Last week I was with two executives from the same company discussing an issue they were having. One (Joe) was feeling overrun and overworked. The other (Mike) agreed and was concerned about it.
The discussion continued and I asked for a specific example of what was happening.
As the example unfolded it became apparent the "Tail was wagging the Dog"!
Once both Joe and Mike realized what was happening, the discussion changed dramatically.
Mike asked, "How could this be happening? I've been trying to be a good leader and very deliberate in my delegation. What do we need to do differently?"....
Both Mike and Joe had been very deliberate in how they delegated any project or task. They took into consideration the person's behavior profile, their strengths and challenges, planned their approach and got specific feedback indicating the employee fully understood the expectations. Great stuff, right out of Management 101.
"So what happens as the project progresses?" was my next question.
They were both quiet and then Joe says, "That's the problem, the project does not get done and it becomes mine and Mike's problem. That's the frustrating thing that is taking up all our time!"
"Woooo! Who is the boss here?" I exclaimed. "Why are you cheating your people this way?"
"What do you mean?" they asked in unison.
"How do you suppose the employee views today's project if he is never held accountable for his past delays and shortcomings?" was my question.
"Well, we reinforce the idea and behavior that it's alright to not get it done. The previous culture was "Tell & Chew" only without the "Chew"." stated Mike. "I guess that responsibility to direct the culture falls on me as President."
"Ok, we've isolated a problem here, where else does this rear its head?" I quickly asked.
Joe piped in quickly, "At our executive group level. We discuss issues, create plans, assign them to one or two executives and it never seems to get done!"
"Alright, you and the executive team are good people, intelligent and growth oriented. Everyone seems to want a different culture and growth for the company. Why do you feel this is happening to such a strong dedicated group?" was my inquiry.
Mike responded, "Personally I have been trying to change the culture to one of support and open communications. Every time I interact I'm trying to consider the other person and how they need to be communicated to and what's important to them. I want their input and willingness to speak their mind. It seems I'm reluctant to come down on them or police them for fear it will close them off. I'm trying to get them to make their own decisions so they can take on more responsibility and grow the business. But I'm not sure it's working the way I want."
Joe also responded, "I've been the same, very aware of how I'm communicating and trying not to put up walls or barriers to my team. What can we do different?"
My response was, "First of all let's look at accountability from a different view. If I delegate a project to you and it's accepted; do you expect to be successful and what will that success do for you?"
"Well build my confidence and ego so I'm ready for the next project! Its how I would grow as a person and key employee." Mike responded.
"Ditto!" says Joe.
"So I allow you to not get the project done, I allow you to fail at success. How have I now cheated you?" I asked.
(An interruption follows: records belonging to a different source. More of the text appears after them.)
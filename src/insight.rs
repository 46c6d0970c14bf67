//! Generación del insight a partir de la consulta y los logs recuperados.
//!
//! Contrato común `(query, logs) -> insight`. La implementación por defecto
//! es una tabla de reglas por palabra clave, ordenada por prioridad; la
//! alternativa usa un modelo de chat de OpenAI vía Rig.

use std::sync::Arc;

use anyhow::Result;
use async_trait::async_trait;
use rig::completion::Prompt;
use tracing::debug;

use crate::config::{AppConfig, InsightProvider};
use crate::models::LogRecord;

/// Número de logs (los más similares) que se examinan.
pub const CONTEXT_LOGS: usize = 3;

pub const FALLBACK_INSIGHT: &str =
    "Multiple equipment events detected. Recommend comprehensive system review.";

#[async_trait]
pub trait InsightGenerator: Send + Sync {
    fn name(&self) -> &'static str;

    async fn generate(&self, query: &str, logs: &[LogRecord]) -> Result<String>;
}

pub fn from_config(cfg: &AppConfig) -> Arc<dyn InsightGenerator> {
    match cfg.insight_provider {
        InsightProvider::Rules => Arc::new(RuleEngine::default()),
        InsightProvider::OpenAI => Arc::new(LlmInsight::new(cfg.llm_chat_model.clone())),
    }
}

// ---------------------------------------------------------------------
// REGLAS
// ---------------------------------------------------------------------

#[derive(Debug, Clone, Copy, PartialEq, Eq)]
pub enum InsightCategory {
    Temperature,
    Vibration,
    Pressure,
}

/// Regla: si algún mensaje contiene `keyword` (sin distinguir mayúsculas),
/// se responde con `response`.
#[derive(Debug, Clone)]
pub struct InsightRule {
    pub category: InsightCategory,
    pub keyword: String,
    pub response: String,
}

impl InsightRule {
    pub fn new(category: InsightCategory, keyword: &str, response: &str) -> Self {
        Self {
            category,
            keyword: keyword.to_lowercase(),
            response: response.to_string(),
        }
    }

    fn matches(&self, logs: &[LogRecord]) -> bool {
        logs.iter()
            .any(|log| log.message.to_lowercase().contains(&self.keyword))
    }
}

/// Tabla de reglas evaluada en orden; gana la primera que encaja.
#[derive(Debug, Clone)]
pub struct RuleEngine {
    rules: Vec<InsightRule>,
    fallback: String,
}

impl Default for RuleEngine {
    fn default() -> Self {
        Self::new(
            vec![
                InsightRule::new(
                    InsightCategory::Temperature,
                    "temperature",
                    "Temperature anomaly detected. Recommend immediate inspection of cooling systems and thermal sensors.",
                ),
                InsightRule::new(
                    InsightCategory::Vibration,
                    "vibration",
                    "Vibration patterns suggest mechanical wear. Schedule bearing inspection and lubrication check.",
                ),
                InsightRule::new(
                    InsightCategory::Pressure,
                    "pressure",
                    "Pressure variations detected. Check for leaks, blockages, or pump performance issues.",
                ),
            ],
            FALLBACK_INSIGHT,
        )
    }
}

impl RuleEngine {
    pub fn new(rules: Vec<InsightRule>, fallback: &str) -> Self {
        Self {
            rules,
            fallback: fallback.to_string(),
        }
    }

    /// Primera regla que encaja con los `CONTEXT_LOGS` primeros logs.
    pub fn classify(&self, logs: &[LogRecord]) -> Option<&InsightRule> {
        let window = &logs[..logs.len().min(CONTEXT_LOGS)];
        self.rules.iter().find(|rule| rule.matches(window))
    }

    /// Función pura: mismas entradas, mismo resultado. La consulta no
    /// interviene en las reglas actuales.
    pub fn generate_insight(&self, _query: &str, logs: &[LogRecord]) -> String {
        self.classify(logs)
            .map(|rule| rule.response.clone())
            .unwrap_or_else(|| self.fallback.clone())
    }
}

#[async_trait]
impl InsightGenerator for RuleEngine {
    fn name(&self) -> &'static str {
        "rules"
    }

    async fn generate(&self, query: &str, logs: &[LogRecord]) -> Result<String> {
        match self.classify(logs) {
            Some(rule) => debug!(category = ?rule.category, "Regla de insight aplicada"),
            None => debug!("Ninguna regla aplica; insight genérico"),
        }
        Ok(self.generate_insight(query, logs))
    }
}

// ---------------------------------------------------------------------
// LLM (Rig / OpenAI)
// ---------------------------------------------------------------------

/// Mismo contrato que `RuleEngine`, pero redactado por un modelo de chat.
#[derive(Debug, Clone)]
pub struct LlmInsight {
    chat_model: String,
}

impl LlmInsight {
    pub fn new(chat_model: String) -> Self {
        Self { chat_model }
    }

    fn model_name(&self) -> &str {
        if self.chat_model.is_empty() {
            "gpt-4o-mini"
        } else {
            self.chat_model.as_str()
        }
    }
}

/// Contexto para el modelo: una línea `- {timestamp}: {message}` por log.
pub fn format_context(logs: &[LogRecord]) -> String {
    logs.iter()
        .take(CONTEXT_LOGS)
        .map(|log| format!("- {}: {}", log.timestamp.to_rfc3339(), log.message))
        .collect::<Vec<_>>()
        .join("\n")
}

#[async_trait]
impl InsightGenerator for LlmInsight {
    fn name(&self) -> &'static str {
        "openai"
    }

    async fn generate(&self, query: &str, logs: &[LogRecord]) -> Result<String> {
        use rig::client::CompletionClient as _;
        use rig::providers::openai;

        const SYSTEM_PROMPT: &str = r#"
You are a maintenance engineer reviewing industrial equipment logs.
Answer with a single concise diagnostic sentence followed by a recommended action.
Only use the log entries supplied in the context.
"#;

        let client = openai::Client::from_env();
        let context = format!(
            "Relevant Log Entries:\n{}\n\nQuery: {}",
            format_context(logs),
            query
        );

        let agent = client
            .agent(self.model_name())
            .preamble(SYSTEM_PROMPT)
            .context(&context)
            .build();

        let answer = agent
            .prompt("Based on the industrial equipment logs above, provide a concise analysis.")
            .await?;
        Ok(answer.trim().to_string())
    }
}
"Dang it Harlan, you're right. We are cheating them out of just what we want for them. That personal growth, the ability to take charge and be more valuable! We have to change our view on accountability from a police or chew action to a growth action, one that is in their favor. We as leaders are obligated to hold them accountable so they can grow! It's not all the employee's fault; it may be mostly our fault for not holding them accountable. Have we been creating a culture that holds us back rather than moves us forward?" Mike responded.
"I'm going to say yes to that Mike. If you are not holding the executive team accountable, what effect does that have on how they work with their teams? How can a culture of self directed people occur if the team members continually see a "pass the buck" behavior from their leaders? And here is another issue to consider, if the Sales Manger is not holding the salespeople accountable, are they going to hold the customers accountable?" I responded.
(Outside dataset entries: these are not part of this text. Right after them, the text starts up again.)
//! Generador de logs sintéticos para demos: equipos, incidencias típicas
//! por tipo y mensajes con valores realistas.

use std::fs::File;
use std::io::{BufWriter, Write};
use std::path::Path;

use anyhow::{Context, Result};
use chrono::{DateTime, Duration, TimeZone, Utc};
use fake::{faker::name::en::Name, Fake};
use rand::{distributions::WeightedIndex, prelude::*, rngs::StdRng};

use crate::models::{EquipmentType, LogRecord, Severity};

/// Unidades por tipo de equipo (`pump_01` .. `pump_05`).
const UNITS_PER_TYPE: usize = 5;
const WINDOW_DAYS: i64 = 30;
const FACILITIES: [&str; 3] = ["Plant_A", "Plant_B", "Plant_C"];
/// INFO / WARNING / ERROR.
const SEVERITY_WEIGHTS: [u32; 3] = [80, 15, 5];

pub fn issues_for(equipment_type: EquipmentType) -> &'static [&'static str] {
    match equipment_type {
        EquipmentType::Pump => &[
            "bearing_wear",
            "seal_leak",
            "cavitation",
            "vibration",
            "temperature_spike",
        ],
        EquipmentType::Motor => &[
            "overheating",
            "bearing_failure",
            "winding_insulation",
            "voltage_fluctuation",
        ],
        EquipmentType::Compressor => &[
            "oil_leak",
            "pressure_drop",
            "valve_malfunction",
            "cooling_issue",
        ],
        EquipmentType::Turbine => &[
            "blade_erosion",
            "bearing_wear",
            "lubrication_issue",
            "balance_problem",
        ],
        EquipmentType::HeatExchanger => &[
            "fouling",
            "corrosion",
            "thermal_stress",
            "flow_restriction",
        ],
    }
}

fn title_case(issue: &str) -> String {
    issue
        .split('_')
        .map(|word| {
            let mut chars = word.chars();
            match chars.next() {
                Some(first) => first.to_uppercase().chain(chars).collect::<String>(),
                None => String::new(),
            }
        })
        .collect::<Vec<_>>()
        .join(" ")
}

fn round1(value: f64) -> f64 {
    (value * 10.0).round() / 10.0
}

/// Mensaje para una incidencia concreta con valores aleatorios.
pub fn issue_message<R: Rng + ?Sized>(rng: &mut R, equipment_id: &str, issue: &str) -> String {
    match issue {
        "bearing_wear" => format!(
            "{equipment_id}: Vibration levels elevated to {:.1}Hz, potential bearing wear detected",
            round1(rng.gen_range(8.5..12.0))
        ),
        "temperature_spike" => format!(
            "{equipment_id}: Temperature reading {:.1}°C exceeds normal range (40-60°C)",
            round1(rng.gen_range(75.0..95.0))
        ),
        "seal_leak" => format!(
            "{equipment_id}: Pressure drop detected, possible seal integrity compromise"
        ),
        "oil_leak" => format!(
            "{equipment_id}: Oil level decreased by {:.1}L in last 24h cycle",
            round1(rng.gen_range(0.5..2.0))
        ),
        "pressure_drop" => format!(
            "{equipment_id}: System pressure dropped to {:.1} PSI, investigating cause",
            round1(rng.gen_range(15.0..25.0))
        ),
        other => format!(
            "{equipment_id}: {} detected during routine check",
            title_case(other)
        ),
    }
}

const NORMAL_MESSAGES: [&str; 4] = [
    "Routine maintenance completed successfully",
    "Operating within normal parameters",
    "Scheduled inspection - no issues found",
    "Performance metrics nominal",
];

/// Genera un evento para un equipo y severidad dados.
pub fn generate_log_entry<R: Rng + ?Sized>(
    rng: &mut R,
    equipment_id: &str,
    equipment_type: EquipmentType,
    timestamp: DateTime<Utc>,
    severity: Severity,
) -> LogRecord {
    let message = match severity {
        Severity::Warning | Severity::Error => {
            let issues = issues_for(equipment_type);
            let issue = issues[rng.gen_range(0..issues.len())];
            issue_message(rng, equipment_id, issue)
        }
        Severity::Info => {
            let normal = NORMAL_MESSAGES[rng.gen_range(0..NORMAL_MESSAGES.len())];
            format!("{equipment_id}: {normal}")
        }
    };

    LogRecord {
        timestamp,
        equipment_id: equipment_id.to_string(),
        equipment_type,
        severity,
        message,
        facility: Some(FACILITIES[rng.gen_range(0..FACILITIES.len())].to_string()),
        operator: Some(Name().fake_with_rng(rng)),
    }
}

/// Todos los equipos de la flota: 5 unidades de cada tipo.
pub fn equipment_fleet() -> Vec<(String, EquipmentType)> {
    EquipmentType::ALL
        .iter()
        .flat_map(|t| (1..=UNITS_PER_TYPE).map(move |i| (format!("{}_{i:02}", t.as_str()), *t)))
        .collect()
}

/// Fin de la ventana cuando hay semilla y no se indica `end`: con la misma
/// semilla la salida es idéntica entre ejecuciones.
pub fn seeded_window_end() -> DateTime<Utc> {
    Utc.with_ymd_and_hms(2024, 6, 1, 0, 0, 0)
        .single()
        .unwrap_or_default()
}

/// Conjunto completo de `count` eventos en los 30 días previos a `end`,
/// ordenado por timestamp. Sin `end`, la ventana acaba ahora, salvo con
/// `seed`, que fija `seeded_window_end()`.
pub fn generate_dataset(
    count: usize,
    seed: Option<u64>,
    end: Option<DateTime<Utc>>,
) -> Vec<LogRecord> {
    let (mut rng, default_end) = match seed {
        Some(seed) => (StdRng::seed_from_u64(seed), seeded_window_end()),
        None => (StdRng::from_entropy(), Utc::now()),
    };
    generate_dataset_with(&mut rng, count, end.unwrap_or(default_end))
}

pub fn generate_dataset_with<R: Rng + ?Sized>(
    rng: &mut R,
    count: usize,
    now: DateTime<Utc>,
) -> Vec<LogRecord> {
    let fleet = equipment_fleet();
    let start = now - Duration::days(WINDOW_DAYS);
    let severities = [Severity::Info, Severity::Warning, Severity::Error];
    // Pesos constantes y no nulos: la construcción no puede fallar.
    let severity_dist = WeightedIndex::new(SEVERITY_WEIGHTS).ok();

    let mut logs: Vec<LogRecord> = (0..count)
        .map(|_| {
            let timestamp = start + Duration::hours(rng.gen_range(0..=WINDOW_DAYS * 24));
            let (equipment_id, equipment_type) = &fleet[rng.gen_range(0..fleet.len())];
            let severity = severity_dist
                .as_ref()
                .map(|dist| severities[dist.sample(rng)])
                .unwrap_or(Severity::Info);
            generate_log_entry(rng, equipment_id, *equipment_type, timestamp, severity)
        })
        .collect();

    logs.sort_by_key(|log| log.timestamp);
    logs
}

#[derive(Debug, Clone, Copy, PartialEq, Eq, clap::ValueEnum)]
pub enum OutputFormat {
    Csv,
    Jsonl,
    Both,
}

pub fn write_csv(logs: &[LogRecord], path: &Path) -> Result<()> {
    let mut writer = csv::Writer::from_path(path)
        .with_context(|| format!("No se pudo crear {}", path.display()))?;
    for log in logs {
        writer.serialize(CsvRow::from(log))?;
    }
    writer.flush()?;
    Ok(())
}

pub fn write_jsonl(logs: &[LogRecord], path: &Path) -> Result<()> {
    let file = File::create(path).with_context(|| format!("No se pudo crear {}", path.display()))?;
    let mut writer = BufWriter::new(file);
    for log in logs {
        serde_json::to_writer(&mut writer, log)?;
        writer.write_all(b"\n")?;
    }
    writer.flush()?;
    Ok(())
}

/// Fila plana para CSV: todas las columnas presentes aunque estén vacías.
#[derive(serde::Serialize)]
struct CsvRow<'a> {
    timestamp: String,
    equipment_id: &'a str,
    equipment_type: &'static str,
    severity: &'static str,
    message: &'a str,
    facility: &'a str,
    operator: &'a str,
}

impl<'a> From<&'a LogRecord> for CsvRow<'a> {
    fn from(log: &'a LogRecord) -> Self {
        Self {
            timestamp: log.timestamp.to_rfc3339(),
            equipment_id: &log.equipment_id,
            equipment_type: log.equipment_type.as_str(),
            severity: log.severity.as_str(),
            message: &log.message,
            facility: log.facility.as_deref().unwrap_or(""),
            operator: log.operator.as_deref().unwrap_or(""),
        }
    }
}

#[cfg(test)]
mod tests {
    use super::*;
    use crate::ingest;

    fn rng() -> StdRng {
        StdRng::seed_from_u64(42)
    }

    #[test]
    fn fleet_has_five_units_per_type() {
        let fleet = equipment_fleet();
        assert_eq!(fleet.len(), 25);
        assert!(fleet.contains(&("heat_exchanger_05".to_string(), EquipmentType::HeatExchanger)));
        assert!(fleet.iter().all(|(id, t)| t.matches_id(id)));
    }

    #[test]
    fn templated_issues_render_values() {
        let mut rng = rng();
        let msg = issue_message(&mut rng, "pump_02", "temperature_spike");
        assert!(msg.starts_with("pump_02: Temperature reading "));
        assert!(msg.ends_with("°C exceeds normal range (40-60°C)"));

        let msg = issue_message(&mut rng, "motor_01", "winding_insulation");
        assert_eq!(msg, "motor_01: Winding Insulation detected during routine check");
    }

    #[test]
    fn info_entries_use_normal_messages() {
        let mut rng = rng();
        let now = Utc::now();
        let log = generate_log_entry(&mut rng, "turbine_01", EquipmentType::Turbine, now, Severity::Info);
        let suffix = log.message.strip_prefix("turbine_01: ").unwrap();
        assert!(NORMAL_MESSAGES.contains(&suffix));
        assert!(log.operator.is_some());
        assert!(FACILITIES.contains(&log.facility.as_deref().unwrap()));
    }

    #[test]
    fn dataset_is_sorted_valid_and_within_window() {
        let now = Utc.with_ymd_and_hms(2024, 6, 1, 0, 0, 0).unwrap();
        let logs = generate_dataset_with(&mut rng(), 500, now);
        assert_eq!(logs.len(), 500);
        assert!(logs.windows(2).all(|w| w[0].timestamp <= w[1].timestamp));
        assert!(logs.iter().all(|l| l.validate().is_ok()));
        assert!(logs
            .iter()
            .all(|l| l.timestamp >= now - Duration::days(30) && l.timestamp <= now));
        let info = logs.iter().filter(|l| l.severity == Severity::Info).count();
        assert!(info > 300, "demasiados eventos no-INFO: {info}");
    }

    #[test]
    fn seeded_generation_is_reproducible() {
        let now = Utc::now();
        let a = generate_dataset_with(&mut rng(), 20, now);
        let b = generate_dataset_with(&mut rng(), 20, now);
        assert_eq!(a, b);
    }

    #[test]
    fn same_seed_gives_identical_dataset_across_calls() {
        let a = generate_dataset(30, Some(7), None);
        let b = generate_dataset(30, Some(7), None);
        assert_eq!(a, b);
        assert!(a.iter().all(|l| l.timestamp <= seeded_window_end()));

        let end = Utc.with_ymd_and_hms(2025, 1, 15, 0, 0, 0).unwrap();
        let shifted = generate_dataset(30, Some(7), Some(end));
        assert!(shifted.iter().all(|l| l.timestamp <= end));
        assert_eq!(shifted.len(), 30);
    }

    #[test]
    fn written_files_load_back_through_ingestion() {
        let dir = tempfile::tempdir().unwrap();
        let logs = generate_dataset_with(&mut rng(), 50, Utc::now());
        let csv_path = dir.path().join("industrial_logs.csv");
        let jsonl_path = dir.path().join("industrial_logs.jsonl");
        write_csv(&logs, &csv_path).unwrap();
        write_jsonl(&logs, &jsonl_path).unwrap();

        let from_csv = ingest::load_records(&csv_path).unwrap();
        let from_jsonl = ingest::load_records(&jsonl_path).unwrap();
        assert_eq!(from_csv.len(), 50);
        assert_eq!(from_csv, from_jsonl);
        assert_eq!(from_csv[0].message, logs[0].message);
    }
}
"What I'm getting from this conversation is we need to make positive accountability a priority and view it as cheating the employee if we don't." was Mike's comment.
"This is going to be a challenge for me and for the rest of the executive team. It has not been the culture in the past, yet I see where it has to be a core element in our future culture." Piped in Joe.
This is an abbreviated recap of a 90 minute conversation with Mike and Joe. Now they are working on the changes they need to make. Yes we need to be aware of others, their views, their abilities and how they act and react to our delegation. But when the sun goes down, someone still has to be in charge and hold others accountable for their commitments. This is how others grow. I had almost the same conversation yesterday with the owner of a family business trying to develop their son to take over the business. Accountability has been a real challenge for them and their son is not anywhere close to ready yet!
Hopefully this gives you some insight into how a well meaning leader can still end up cheating the people they lead!